A 2016 study published by the Mayo Clinic showed a high and increasing rate of physician burnout. Of the almost 7,000 physicians who responded to the survey, 54.4% “reported at least one symptom of burnout in 2014 compared with 45.5% in 2011.” Satisfaction with work-life balance also declined, but this is no huge surprise given that, as a whole, physicians are working more and earning less. In other words, more than half of US physicians are experiencing at least some degree of burnout.
Moreover, many doctors are leaving medicine mid-career, which, among other things, causes patients to have to start all over again with a new doctor. Other physicians are cutting back their hours, which makes it more difficult for patients to obtain timely appointments. These developments are expected to worsen the projected shortage of physicians that our country will be facing over the next few decades, estimated to be up to 100,000 doctors by 2030, according to a study commissioned by the American Association of Medical Colleges.

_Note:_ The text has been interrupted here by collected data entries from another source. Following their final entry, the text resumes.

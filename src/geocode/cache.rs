use std::sync::atomic::{AtomicU64, Ordering};

use dashmap::DashMap;

use crate::types::geo::Coordinate;

pub const DEFAULT_CACHE_CAPACITY: usize = 256;

struct CachedCoordinate {
    coords: Coordinate,
    last_used: AtomicU64,
}

/// Geocode results keyed by normalized query, evicting the least recently
/// used entry once `capacity` is reached.
pub struct GeocodeCache {
    entries: DashMap<String, CachedCoordinate>,
    capacity: usize,
    clock: AtomicU64,
}

impl GeocodeCache {
    pub fn new(capacity: usize) -> Self {
        Self {
            entries: DashMap::new(),
            capacity: capacity.max(1),
            clock: AtomicU64::new(0),
        }
    }

    fn next_stamp(&self) -> u64 {
        self.clock.fetch_add(1, Ordering::Relaxed)
    }

    pub fn get(&self, key: &str) -> Option<Coordinate> {
        let entry = self.entries.get(key)?;
        entry.last_used.store(self.next_stamp(), Ordering::Relaxed);
        Some(entry.coords)
    }

    pub fn insert(&self, key: String, coords: Coordinate) {
        if !self.entries.contains_key(&key) && self.entries.len() >= self.capacity {
            self.evict_least_recent();
        }
        self.entries.insert(
            key,
            CachedCoordinate {
                coords,
                last_used: AtomicU64::new(self.next_stamp()),
            },
        );
    }

    fn evict_least_recent(&self) {
        let oldest = self
            .entries
            .iter()
            .min_by_key(|entry| entry.value().last_used.load(Ordering::Relaxed))
            .map(|entry| entry.key().clone());
        if let Some(key) = oldest {
            self.entries.remove(&key);
            tracing::debug!("Evicted geocode cache entry \"{}\"", key);
        }
    }

    pub fn len(&self) -> usize {
        self.entries.len()
    }

    pub fn is_empty(&self) -> bool {
        self.entries.is_empty()
    }

    pub fn capacity(&self) -> usize {
        self.capacity
    }
}

impl Default for GeocodeCache {
    fn default() -> Self {
        Self::new(DEFAULT_CACHE_CAPACITY)
    }
}
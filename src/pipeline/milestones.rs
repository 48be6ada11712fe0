use std::any::Any;
use std::collections::HashSet;
use std::panic::{catch_unwind, AssertUnwindSafe};

use crate::error::CallbackFailure;
use crate::types::order::OrderRecord;
use crate::types::tracking::MilestoneKind;

pub type CompletionResult = Result<(), Box<dyn std::error::Error + Send + Sync>>;

/// Called once per session when the arrival milestone fires.
pub trait CompletionHandler: Send + Sync {
    fn on_complete(&self, order: &OrderRecord) -> CompletionResult;
}

impl<F> CompletionHandler for F
where
    F: Fn(&OrderRecord) -> CompletionResult + Send + Sync,
{
    fn on_complete(&self, order: &OrderRecord) -> CompletionResult {
        self(order)
    }
}

/// Default handler for the service: the storefront polls for the delivered
/// status, so arrival only needs to be logged.
pub struct LogCompletion;

impl CompletionHandler for LogCompletion {
    fn on_complete(&self, order: &OrderRecord) -> CompletionResult {
        tracing::info!(
            "Order {:?} delivered ({})",
            order.id,
            order.restaurant_name.as_deref().unwrap_or("unknown restaurant")
        );
        Ok(())
    }
}

/// One-shot bookkeeping for a session's milestones.
#[derive(Debug, Default, Clone)]
pub struct MilestoneTracker {
    fired: HashSet<MilestoneKind>,
    completion_invoked: bool,
}

impl MilestoneTracker {
    pub fn new() -> Self {
        Self::default()
    }

    /// Marks every threshold `progress` has reached and returns the ones that
    /// had not fired before, lowest first.
    pub fn observe(&mut self, progress: f64) -> Vec<MilestoneKind> {
        if progress.is_nan() {
            return Vec::new();
        }
        MilestoneKind::ALL
            .into_iter()
            .filter(|kind| progress >= kind.threshold() && self.fired.insert(*kind))
            .collect()
    }

    pub fn fired(&self) -> Vec<MilestoneKind> {
        let mut fired: Vec<MilestoneKind> = self.fired.iter().copied().collect();
        fired.sort();
        fired
    }

    /// Returns true exactly once: the first caller gets to run the
    /// completion handler.
    pub fn claim_completion(&mut self) -> bool {
        if self.completion_invoked {
            return false;
        }
        self.completion_invoked = true;
        true
    }

    pub fn completion_invoked(&self) -> bool {
        self.completion_invoked
    }
}

/// Runs the handler, turning both returned errors and panics into a
/// [`CallbackFailure`].
pub fn invoke_completion(
    handler: &dyn CompletionHandler,
    order: &OrderRecord,
) -> Result<(), CallbackFailure> {
    match catch_unwind(AssertUnwindSafe(|| handler.on_complete(order))) {
        Ok(Ok(())) => Ok(()),
        Ok(Err(err)) => Err(CallbackFailure::Returned(err.to_string())),
        Err(payload) => Err(CallbackFailure::Panicked(panic_message(payload.as_ref()))),
    }
}

fn panic_message(payload: &(dyn Any + Send)) -> String {
    if let Some(message) = payload.downcast_ref::<&str>() {
        message.to_string()
    } else if let Some(message) = payload.downcast_ref::<String>() {
        message.clone()
    } else {
        "unknown panic".to_string()
    }
}
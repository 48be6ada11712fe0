use std::sync::atomic::{AtomicU64, Ordering};
use std::sync::Arc;

use tokio::sync::watch;
use tokio::task::JoinHandle;

use crate::geocode::{GeocodeResult, Geocoder};
use crate::types::geo::Coordinate;

/// Debounced geocoding for a single input that keeps changing. Each
/// `submit` supersedes and aborts the previous one; stale results are never
/// published.
pub struct GeocodeSubscription {
    geocoder: Geocoder,
    generation: Arc<AtomicU64>,
    sender: Arc<watch::Sender<GeocodeResult>>,
    pending: Option<JoinHandle<()>>,
}

impl GeocodeSubscription {
    pub fn new(geocoder: Geocoder) -> Self {
        let (sender, _) = watch::channel(GeocodeResult::idle());
        Self {
            geocoder,
            generation: Arc::new(AtomicU64::new(0)),
            sender: Arc::new(sender),
            pending: None,
        }
    }

    pub fn subscribe(&self) -> watch::Receiver<GeocodeResult> {
        self.sender.subscribe()
    }

    pub fn current(&self) -> GeocodeResult {
        self.sender.borrow().clone()
    }

    pub fn submit(&mut self, query: &str, fallback: Option<Coordinate>) {
        self.abort_pending();
        let generation = self.generation.fetch_add(1, Ordering::SeqCst) + 1;

        if query.trim().is_empty() {
            self.sender.send_replace(GeocodeResult::idle());
            return;
        }

        // Cached answers need no debounce or network round trip.
        if let Some(result) = self.geocoder.resolve_cached(query, fallback) {
            self.sender.send_replace(result);
            return;
        }

        self.sender.send_replace(GeocodeResult::loading());

        let geocoder = self.geocoder.clone();
        let latest = self.generation.clone();
        let sender = self.sender.clone();
        let query = query.to_string();

        self.pending = Some(tokio::spawn(async move {
            tokio::time::sleep(geocoder.options().debounce).await;
            if latest.load(Ordering::SeqCst) != generation {
                return;
            }

            let result = geocoder.resolve(&query, fallback).await;
            if latest.load(Ordering::SeqCst) != generation {
                tracing::debug!("Discarding superseded geocode result for \"{}\"", query);
                return;
            }
            sender.send_replace(result);
        }));
    }

    /// Drops any in-flight lookup and pending debounce.
    pub fn cancel(&mut self) {
        self.generation.fetch_add(1, Ordering::SeqCst);
        self.abort_pending();
    }

    fn abort_pending(&mut self) {
        if let Some(task) = self.pending.take() {
            task.abort();
        }
    }
}

impl Drop for GeocodeSubscription {
    fn drop(&mut self) {
        self.cancel();
    }
}
use crate::error::RenderError;
use crate::types::geo::ViewportPosition;
use crate::types::map::{MapOptions, Theme};
use crate::types::tracking::RouteView;

const COLOR_BUCKETS: usize = 32;
const FLIGHT_PATH_DASH: &str = "10 8";
const PROGRESS_BAR_HEIGHT: f64 = 8.0;
const ROTOR_OFFSET_RATIO: f64 = 0.9;

/// Frame-independent inputs for one map image.
pub struct MapFrame<'a> {
    pub view: &'a RouteView,
    pub progress: f64,
    pub caption: &'a str,
}

/// Viewport-to-pixel mapping for the drawable area inside the padding.
#[derive(Clone, Copy)]
struct Frame {
    padding: f64,
    width: f64,
    height: f64,
}

impl Frame {
    fn project(&self, p: ViewportPosition) -> (f64, f64) {
        (
            self.padding + p.left / 100.0 * self.width,
            self.padding + p.top / 100.0 * self.height,
        )
    }
}

pub fn render_map_svg(frame: &MapFrame<'_>, options: &MapOptions) -> Result<String, RenderError> {
    let width = options.width as f64;
    let height = options.height as f64;
    let padding = options.padding as f64;
    let view = Frame {
        padding,
        width: width - 2.0 * padding,
        height: height - 2.0 * padding,
    };
    if view.width <= 0.0 || view.height <= 0.0 {
        return Err(RenderError::SvgError("Invalid viewport size".to_string()));
    }
    if frame.view.flight_path.is_empty() {
        return Err(RenderError::SvgError("Flight path is empty".to_string()));
    }

    let theme = &options.theme;
    let stroke = options.stroke_width as f64;

    let flight_coords: Vec<(f64, f64)> = frame.view.flight_path.iter().map(|p| view.project(*p)).collect();
    let flight_path = format!(
        r#"<path d="{}" fill="none" stroke="{}" stroke-opacity="0.7" stroke-width="{:.1}" stroke-dasharray="{}" stroke-linecap="round" stroke-linejoin="round"/>"#,
        build_polyline_path(&flight_coords),
        theme.flight_path,
        (stroke * 0.5).max(1.0),
        FLIGHT_PATH_DASH
    );

    let mut trail_coords: Vec<(f64, f64)> = frame.view.trail.iter().map(|p| view.project(*p)).collect();
    let marker = view.project(frame.view.marker);
    if trail_coords.last() != Some(&marker) {
        trail_coords.push(marker);
    }
    let trail = build_segment_paths(&trail_coords, stroke, theme);
    let trail_glow = if options.glow && !trail.is_empty() {
        format!(
            r#"<g filter="url(#glow)" opacity="0.55">{}</g>"#,
            build_segment_paths(&trail_coords, stroke * 2.4, theme)
        )
    } else {
        String::new()
    };

    let pins = render_endpoint_pins(
        view.project(frame.view.origin),
        view.project(frame.view.destination),
        stroke * 2.2,
        theme,
    );
    let drone = render_drone(marker, stroke * 2.0, theme);
    let progress_bar = render_progress_bar(frame.progress, &view, height, theme);
    let caption = render_caption(frame.caption, padding, theme);

    Ok(format!(
        r#"<svg xmlns="http://www.w3.org/2000/svg" width="{}" height="{}" viewBox="0 0 {} {}">
  <defs>
    {}
    {}
  </defs>
  {}
  {}
  {}
  {}
  {}
  {}
  {}
</svg>"#,
        width,
        height,
        width,
        height,
        create_linear_gradient("trailGradient", theme),
        glow_filter_def(options.glow),
        flight_path,
        trail_glow,
        trail,
        pins,
        drone,
        progress_bar,
        caption
    ))
}

fn glow_filter_def(enabled: bool) -> String {
    if !enabled {
        return String::new();
    }
    r#"<filter id="glow" x="-20%" y="-20%" width="140%" height="140%">
      <feGaussianBlur stdDeviation="5" result="blur"/>
      <feMerge>
        <feMergeNode in="blur"/>
        <feMergeNode in="SourceGraphic"/>
      </feMerge>
    </filter>"#
        .to_string()
}

fn create_linear_gradient(id: &str, theme: &Theme) -> String {
    format!(
        r#"<linearGradient id="{}" x1="0%" y1="0%" x2="100%" y2="0%">
      <stop offset="0%" style="stop-color:{};stop-opacity:1" />
      <stop offset="100%" style="stop-color:{};stop-opacity:1" />
    </linearGradient>"#,
        id,
        theme.interpolate(0.0),
        theme.interpolate(1.0)
    )
}

fn render_endpoint_pins(origin: (f64, f64), destination: (f64, f64), radius: f64, theme: &Theme) -> String {
    format!(
        r##"<circle cx="{:.2}" cy="{:.2}" r="{:.2}" fill="{}" opacity="0.95"/>
  <circle cx="{:.2}" cy="{:.2}" r="{:.2}" fill="none" stroke="{}" stroke-width="{:.1}"/>
  <circle cx="{:.2}" cy="{:.2}" r="{:.2}" fill="{}" opacity="0.95"/>"##,
        origin.0,
        origin.1,
        radius,
        theme.origin_pin,
        destination.0,
        destination.1,
        radius * 1.8,
        theme.destination_pin,
        (radius * 0.35).max(1.0),
        destination.0,
        destination.1,
        radius,
        theme.destination_pin
    )
}

/// Body plus four rotors.
fn render_drone(at: (f64, f64), size: f64, theme: &Theme) -> String {
    let offset = size * ROTOR_OFFSET_RATIO;
    let rotors: String = [(-1.0, -1.0), (1.0, -1.0), (-1.0, 1.0), (1.0, 1.0)]
        .iter()
        .map(|(dx, dy)| {
            format!(
                r#"<circle cx="{:.2}" cy="{:.2}" r="{:.2}" fill="none" stroke="{}" stroke-width="1.5"/>"#,
                at.0 + dx * offset,
                at.1 + dy * offset,
                size * 0.45,
                theme.marker
            )
        })
        .collect();
    format!(
        r##"<g>{}<circle cx="{:.2}" cy="{:.2}" r="{:.2}" fill="{}" stroke="#FFFFFF" stroke-width="2"/></g>"##,
        rotors,
        at.0,
        at.1,
        size * 0.6,
        theme.marker
    )
}

fn render_progress_bar(progress: f64, view: &Frame, height: f64, theme: &Theme) -> String {
    let progress = if progress.is_nan() { 0.0 } else { progress.clamp(0.0, 1.0) };
    let y = height - view.padding * 0.5 - PROGRESS_BAR_HEIGHT * 0.5;
    format!(
        r#"<rect x="{:.2}" y="{:.2}" width="{:.2}" height="{:.1}" rx="{:.1}" fill="{}" fill-opacity="0.15"/>
  <rect x="{:.2}" y="{:.2}" width="{:.2}" height="{:.1}" rx="{:.1}" fill="url(#trailGradient)"/>"#,
        view.padding,
        y,
        view.width,
        PROGRESS_BAR_HEIGHT,
        PROGRESS_BAR_HEIGHT * 0.5,
        theme.text,
        view.padding,
        y,
        view.width * progress,
        PROGRESS_BAR_HEIGHT,
        PROGRESS_BAR_HEIGHT * 0.5
    )
}

fn render_caption(caption: &str, padding: f64, theme: &Theme) -> String {
    if caption.trim().is_empty() {
        return String::new();
    }
    let font_size = (padding * 0.35).clamp(11.0, 28.0);
    format!(
        r#"<text x="{:.2}" y="{:.2}" font-family="DejaVu Sans, sans-serif" font-size="{:.0}" fill="{}">{}</text>"#,
        padding,
        padding * 0.5 + font_size * 0.35,
        font_size,
        theme.text,
        escape_xml(caption)
    )
}

fn escape_xml(text: &str) -> String {
    let mut out = String::with_capacity(text.len());
    for c in text.chars() {
        match c {
            '&' => out.push_str("&amp;"),
            '<' => out.push_str("&lt;"),
            '>' => out.push_str("&gt;"),
            '"' => out.push_str("&quot;"),
            '\'' => out.push_str("&apos;"),
            _ => out.push(c),
        }
    }
    out
}

fn build_polyline_path(points: &[(f64, f64)]) -> String {
    points.iter().enumerate().fold(String::new(), |mut s, (i, (x, y))| {
        if i == 0 {
            s.push_str(&format!("M {:.2} {:.2}", x, y));
        } else {
            s.push_str(&format!(" L {:.2} {:.2}", x, y));
        }
        s
    })
}

/// Trail segments colored from oldest to newest, batched into a fixed
/// number of color buckets to keep the SVG small.
fn build_segment_paths(coords: &[(f64, f64)], stroke_width: f64, theme: &Theme) -> String {
    if coords.len() < 2 {
        return String::new();
    }
    let mut bucket_commands = vec![String::new(); COLOR_BUCKETS];
    let last_segment = (coords.len() - 2).max(1) as f64;
    for (i, pair) in coords.windows(2).enumerate() {
        let (x1, y1) = pair[0];
        let (x2, y2) = pair[1];
        let t = if coords.len() == 2 { 1.0 } else { i as f64 / last_segment };
        let bucket = ((t * (COLOR_BUCKETS - 1) as f64).round() as usize).min(COLOR_BUCKETS - 1);
        bucket_commands[bucket].push_str(&format!(" M {:.2} {:.2} L {:.2} {:.2}", x1, y1, x2, y2));
    }

    let mut paths = String::new();
    for (bucket, commands) in bucket_commands.into_iter().enumerate() {
        if commands.is_empty() {
            continue;
        }
        let t = bucket as f64 / (COLOR_BUCKETS - 1) as f64;
        paths.push_str(&format!(
            r#"<path d="{}" fill="none" stroke="{}" stroke-width="{:.1}" stroke-linecap="round" stroke-linejoin="round"/>"#,
            commands.trim(),
            theme.interpolate(t),
            stroke_width
        ));
    }
    paths
}
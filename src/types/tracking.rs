use chrono::{DateTime, Utc};
use serde::{Deserialize, Serialize};

use crate::types::geo::{Coordinate, ViewportPosition};

#[derive(Debug, Clone, Copy, PartialEq, Eq, Hash, PartialOrd, Ord, Serialize, Deserialize)]
#[serde(rename_all = "snake_case")]
pub enum MilestoneKind {
    OneThird,
    TwoThird,
    Arrival,
}

impl MilestoneKind {
    /// Evaluation order, lowest threshold first.
    pub const ALL: [MilestoneKind; 3] = [
        MilestoneKind::OneThird,
        MilestoneKind::TwoThird,
        MilestoneKind::Arrival,
    ];

    pub fn threshold(self) -> f64 {
        match self {
            MilestoneKind::OneThird => 1.0 / 3.0,
            MilestoneKind::TwoThird => 2.0 / 3.0,
            MilestoneKind::Arrival => 0.995,
        }
    }

    pub fn message(self) -> &'static str {
        match self {
            MilestoneKind::OneThird => "Your drone is a third of the way there",
            MilestoneKind::TwoThird => "Your drone is two thirds of the way there",
            MilestoneKind::Arrival => "Your order has arrived",
        }
    }
}

#[derive(Debug, Clone, PartialEq, Serialize, Deserialize)]
pub struct TrackingEvent {
    pub order_id: String,
    pub kind: MilestoneKind,
    pub progress: f64,
    pub message: String,
    pub at: DateTime<Utc>,
}

#[derive(Debug, Clone, Copy, PartialEq, Eq, Serialize, Deserialize)]
#[serde(rename_all = "snake_case")]
pub enum SessionStatus {
    EnRoute,
    Delivered,
    Cancelled,
}

/// Live view of a session, shaped for a map marker, a progress bar and
/// status text.
#[derive(Debug, Clone, Serialize, Deserialize)]
pub struct TrackingSnapshot {
    pub order_id: String,
    pub restaurant_name: Option<String>,
    pub status: SessionStatus,
    pub position: Coordinate,
    pub origin: Coordinate,
    pub destination: Coordinate,
    pub progress_percent: f64,
    pub eta_minutes: f64,
    pub eta_label: String,
    pub distance_label: String,
    pub route_km: f64,
    pub traveled_km: f64,
    pub milestones: Vec<MilestoneKind>,
    pub events: Vec<TrackingEvent>,
    pub warnings: Vec<String>,
}

/// Everything a client needs to draw the tracking map in percent space.
#[derive(Debug, Clone, Serialize, Deserialize)]
pub struct RouteView {
    pub order_id: String,
    pub flight_path: Vec<ViewportPosition>,
    pub trail: Vec<ViewportPosition>,
    pub origin: ViewportPosition,
    pub destination: ViewportPosition,
    pub marker: ViewportPosition,
}
use std::cell::RefCell;

use crate::error::RasterError;
use crate::types::map::MapCanvas;

thread_local! {
    static FONT_DB: RefCell<usvg::fontdb::Database> = RefCell::new(load_font_db());
}

pub fn rasterize(svg: &str, canvas: &MapCanvas) -> Result<Vec<u8>, RasterError> {
    FONT_DB.with(|fontdb| {
        let fontdb = fontdb.borrow();
        rasterize_with_fontdb(svg, canvas, &fontdb)
    })
}

fn load_font_db() -> usvg::fontdb::Database {
    let mut fontdb = usvg::fontdb::Database::new();
    // Captions render in slim containers too, where system fonts may be missing.
    for path in [
        "./assets/fonts/DejaVuSans.ttf",
        "/usr/share/fonts/truetype/dejavu/DejaVuSans.ttf",
        "/usr/share/fonts/dejavu/DejaVuSans.ttf",
    ] {
        if fontdb.load_font_file(path).is_ok() {
            tracing::debug!("Loaded font {}", path);
        }
    }
    fontdb.load_system_fonts();
    fontdb
}

fn rasterize_with_fontdb(
    svg: &str,
    canvas: &MapCanvas,
    fontdb: &usvg::fontdb::Database,
) -> Result<Vec<u8>, RasterError> {
    let options = usvg::Options::default();
    let tree = usvg::Tree::from_str(svg, &options, fontdb)
        .map_err(|e| RasterError::RenderFailed(format!("Failed to parse SVG: {}", e)))?;

    let mut pixmap = tiny_skia::Pixmap::new(canvas.width, canvas.height)
        .ok_or_else(|| RasterError::RenderFailed("Failed to create pixmap".to_string()))?;

    if let Some((r, g, b, a)) = canvas.background {
        pixmap.fill(tiny_skia::Color::from_rgba8(r, g, b, a));
    }

    let transform = tiny_skia::Transform::from_scale(
        canvas.width as f32 / tree.size().width(),
        canvas.height as f32 / tree.size().height(),
    );

    resvg::render(&tree, transform, &mut pixmap.as_mut());

    pixmap
        .encode_png()
        .map_err(|e| RasterError::RenderFailed(format!("Failed to encode PNG: {}", e)))
}

#[cfg(test)]
mod tests {
    use super::*;

    const PNG_SIGNATURE: [u8; 8] = [0x89, b'P', b'N', b'G', 0x0D, 0x0A, 0x1A, 0x0A];

    #[test]
    fn rasterizes_simple_svg() {
        let svg = r##"<svg xmlns="http://www.w3.org/2000/svg" width="40" height="20" viewBox="0 0 40 20"><circle cx="10" cy="10" r="5" fill="#FF3366"/></svg>"##;
        let png = rasterize(
            svg,
            &MapCanvas {
                width: 40,
                height: 20,
                background: Some((255, 255, 255, 255)),
            },
        )
        .expect("png");
        assert_eq!(&png[..8], &PNG_SIGNATURE);
    }

    #[test]
    fn broken_svg_is_an_error() {
        let result = rasterize(
            "<svg",
            &MapCanvas {
                width: 10,
                height: 10,
                background: None,
            },
        );
        assert!(matches!(result, Err(RasterError::RenderFailed(_))));
    }
}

Why are doctors so burned out?
The causes of physician burnout are complex, but have to do in part with increasing workload, constant time pressures, chaotic work environments, declining pay, endless and unproductive bureaucratic tasks required by health insurance companies that don’t improve patient care, and increasingly feeling like cogs in large, anonymous systems. Parasitic malpractice lawyers are always circling, which causes us to waste an enormous amount of time with defensive documentation. The transition from paper charts to electronic medical records, which seemingly were designed to maximize revenues instead of clinical care, has created a technological barrier between doctor and patient, and between doctors.
Physician burnout compromises patient care
There is good evidence that physician burnout results in more expensive healthcare and less satisfied patients. Demoralized doctors can suffer from impaired memory and attention, and poor decision-making. They can be distracted, and their communication with both patients and peers deteriorates. They feel less empathetic and engaged in the outcomes of their day-to-day decisions. Their bedside manner worsens. They can make mistakes, sometimes devastating. While this is a difficult phenomenon to measure, a 2014 study of intensive care doctors showed that emotional exhaustion among physicians predicted a higher mortality rate among the patients they cared for. And according to a research review in The BMJ from 2017, “there is moderate evidence that burnout is associated with safety-related quality of care.”
What can we do to address physician burnout?
Sadly, hospitals and other medical institutions have tended to address the problem of physician burnout merely by giving their doctors inspirational talks about “resilience,” patting them on the shoulder, and then sending them back into their deteriorating clinical lives with no material change in circumstances. Sometimes they throw in a yoga mat. The physician then continues to suffer in silence, leaves medicine, or encounters some other tragic endpoint.
Recently, there appears to be more awareness of, and concrete attention being paid to, this issue. Some medical schools and hospitals have started including physician wellness in their curriculums, and even dedicating some faculty time to help monitor and ensure the well-being of their staff physicians.
The problem of physician burnout is complex and there is no easy solution in sight. In my personal experience as a primary care physician over the last 20 years, the insurance companies won’t flinch at wasting a doctor’s time, even deliberately, if it will increase their profits. Hospitals will choose a medical record system that prioritizes their revenues, and which has the doctor facing the screen and pecking away, over one that allows for doctors and patients to speak with each other, comfortably, face to face. As with most things, it comes down to the bean counters, and the bottom line.
Addressing the human cost of physician burnout
The losers in all this, equally, are the doctors and the patients. If you are receiving substandard care from a seemingly burnt-out or distracted doctor, you obviously need to report it, and advocate for your own care. However, it is also critically important to remember that doctors are people too, not robots. As with most things in life, empathy is a two-way street. Doctors and patients need to put their heads together and try to find a way to regain what is being lost in terms of the once strong doctor-patient bond. We need to reclaim healthcare, for the good, and the safety, of us all.